Ruth Montgomery (1912-2001). Ruth Shick mariée à Robert Montgomery, ingénieur, était une journaliste américaine de réputation internationale. Sa probité personnelle en matière de reportage l’incitait à toujours vérifier ses sources pour rapporter dans ses articles des faits objectifs concernant soit la politique, soit les problèmes internationaux. Dans cette lancée, elle fut amenée à s’intéresser aux communications médiumniques pour les démystifier s’il y avait lieu. Sa recherche l’a mise en contact avec Arthur Ford, un des plus sérieux médiums de ce temps, jouissant d’une réputation internationale.
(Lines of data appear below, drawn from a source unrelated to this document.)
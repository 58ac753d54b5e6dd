//! Wall clock for the frame loop.
//!
//! Converts real time into the whole milliseconds `GameState::advance` takes. The
//! sub-millisecond part of each frame stays on the clock and is paid out later, so
//! gravity keeps pace with wall time however short the frames are.

use std::time::{Duration, Instant};

#[derive(Debug, Clone, Copy)]
pub struct FrameClock {
    /// Instant up to which time has been handed out
    last: Instant,
}

impl FrameClock {
    pub fn new(now: Instant) -> Self {
        Self { last: now }
    }

    pub fn start() -> Self {
        Self::new(Instant::now())
    }

    /// Time not yet handed out
    pub fn pending(&self, now: Instant) -> Duration {
        now.saturating_duration_since(self.last)
    }

    /// Whole milliseconds elapsed up to `now`; the fraction carries to the next call
    pub fn take_ms(&mut self, now: Instant) -> u32 {
        let ms = self.pending(now).as_millis().min(u32::MAX as u128) as u32;
        self.last += Duration::from_millis(ms as u64);
        ms
    }
}

#[cfg(test)]
mod tests {
    use super::*;

    #[test]
    fn test_fractions_carry_over() {
        let t0 = Instant::now();
        let mut clock = FrameClock::new(t0);

        assert_eq!(clock.take_ms(t0 + Duration::from_micros(1600)), 1);
        assert_eq!(clock.take_ms(t0 + Duration::from_micros(3200)), 2);
        assert_eq!(clock.pending(t0 + Duration::from_micros(3200)), Duration::from_micros(200));
    }

    #[test]
    fn test_short_frames_add_up_to_wall_time() {
        let t0 = Instant::now();
        let mut clock = FrameClock::new(t0);

        // 100 frames of 16.6ms
        let total: u32 = (1..=100)
            .map(|i| clock.take_ms(t0 + Duration::from_micros(16_600 * i)))
            .sum();
        assert_eq!(total, 1660);
    }

    #[test]
    fn test_nothing_elapsed() {
        let t0 = Instant::now();
        let mut clock = FrameClock::new(t0);

        assert_eq!(clock.take_ms(t0 + Duration::from_micros(400)), 0);
        assert_eq!(clock.take_ms(t0), 0);
        assert_eq!(clock.pending(t0 + Duration::from_micros(900)), Duration::from_micros(900));
    }
}
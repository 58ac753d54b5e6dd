//! Core game logic module - pure, deterministic, and testable
//!
//! This crate contains all the game rules, state management, and simulation logic for
//! 3D Tetris. It has **no dependencies** on rendering, terminals, or I/O:
//!
//! - **Deterministic**: Same seed produces identical games
//! - **Testable**: Time is fed in explicitly, so no test ever sleeps
//! - **Portable**: Any frontend can drive it (terminal, browser bridge, headless)
//!
//! # Module Structure
//!
//! - [`catalog`]: Piece shapes (tetracubes) and colors
//! - [`bag`]: Replenishing shuffled bag with three copies of every kind
//! - [`orient`]: Exact quarter-turn rotations, random start orientation, spawn placement
//! - [`grid`]: 6x6x12 occupancy grid with layer clearing
//! - [`timer`]: The single cancellable gravity timer
//! - [`game_state`]: Complete game state and phase state machine
//! - [`snapshot`]: Owned, serializable views for renderers
//! - [`config`]: Seed and gravity settings
//!
//! # Game Rules
//!
//! - Pieces spawn with a random orientation, at a random column where they fit, with
//!   their highest cube in the top layer
//! - Gravity moves the active piece down one layer per interval (1000ms by default)
//! - A piece that cannot move down locks: +2 points per cube
//! - Every completely filled horizontal layer is removed: +10 points per layer
//! - Any cube left in the top layer after a lock ends the game
//!
//! # Example
//!
//! ```
//! use tris3d_core::GameState;
//! use tris3d_types::{GameAction, GamePhase};
//!
//! let mut game = GameState::new(12345);
//! game.start();
//!
//! game.apply_action(GameAction::MoveRight);
//! game.apply_action(GameAction::RotateY);
//! game.apply_action(GameAction::HardDrop);
//!
//! assert!(game.score() >= 8); // four cubes locked
//! assert_eq!(game.phase(), GamePhase::Running);
//!
//! // One second of gravity
//! game.advance(1000);
//! ```

pub mod bag;
pub mod catalog;
pub mod config;
pub mod game_state;
pub mod grid;
pub mod orient;
pub mod snapshot;
pub mod timer;

pub use tris3d_types as types;

// Re-export commonly used types for convenience
pub use bag::PieceBag;
pub use catalog::{color, shape, PieceShape};
pub use config::GameConfig;
pub use game_state::{GameState, Piece};
pub use grid::Grid;
pub use orient::{random_orient, rotate, spawn_position};
pub use snapshot::{GameSnapshot, PieceSnapshot};
pub use timer::GravityTimer;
C’est lui qui lui suggéra de développer ses propres capacités psychiques en pratiquant l’écriture automatique. Ford est devenu un ami intime des Montgomery et un excellent conseiller pour Ruth dans sa recherche. Elle apprit par les révélations de ce médium hors pair que tous les deux avaient vécu en commun certaines vies antérieures. En plus de la vie après la mort, Ruth découvrit le fait de la réincarnation.
Elle appartient à la tradition des médiums dans le sillage de Jane Dixon et d’Edgard Cayce. Comme ce dernier, Ford avait accès, en transe, aux annales akashiques de l’Univers. Chaque matin, elle recevait de ses Guides spirituels des messages via sa machine à écrire. Elle fonda, avec d’autres spiritualistes, l’Association pour la recherche des vies antérieures et la thérapie. Elle fut une pionnière du Nouvel Age. Elle se caractérisa par sa rigueur scientifique et son esprit critique qui lui assurait toujours une vision objective des faits psychiques. Comme Cayce, elle donna des informations sur d’anciennes civilisations comme celle de Mu et de l’Atlantide. Elle popularisa l’expression de « Walk-ins » et affirma la présence de ce phénomène dans notre société contemporaine, un walk-in étant une entité qui a pris la place d’une âme qui ne pouvait plus maintenir son corps en vie pour des raisons physiques ou psychologiques. Elle empruntait donc ce corps disponible pour accomplir une mission spéciale urgente pour notre temps. Après sa mort, Arthur Ford se joignit à ses Guides pour lui communiquer d’autres informations concernant la vie psychique, les vies antérieures et l’histoire du monde.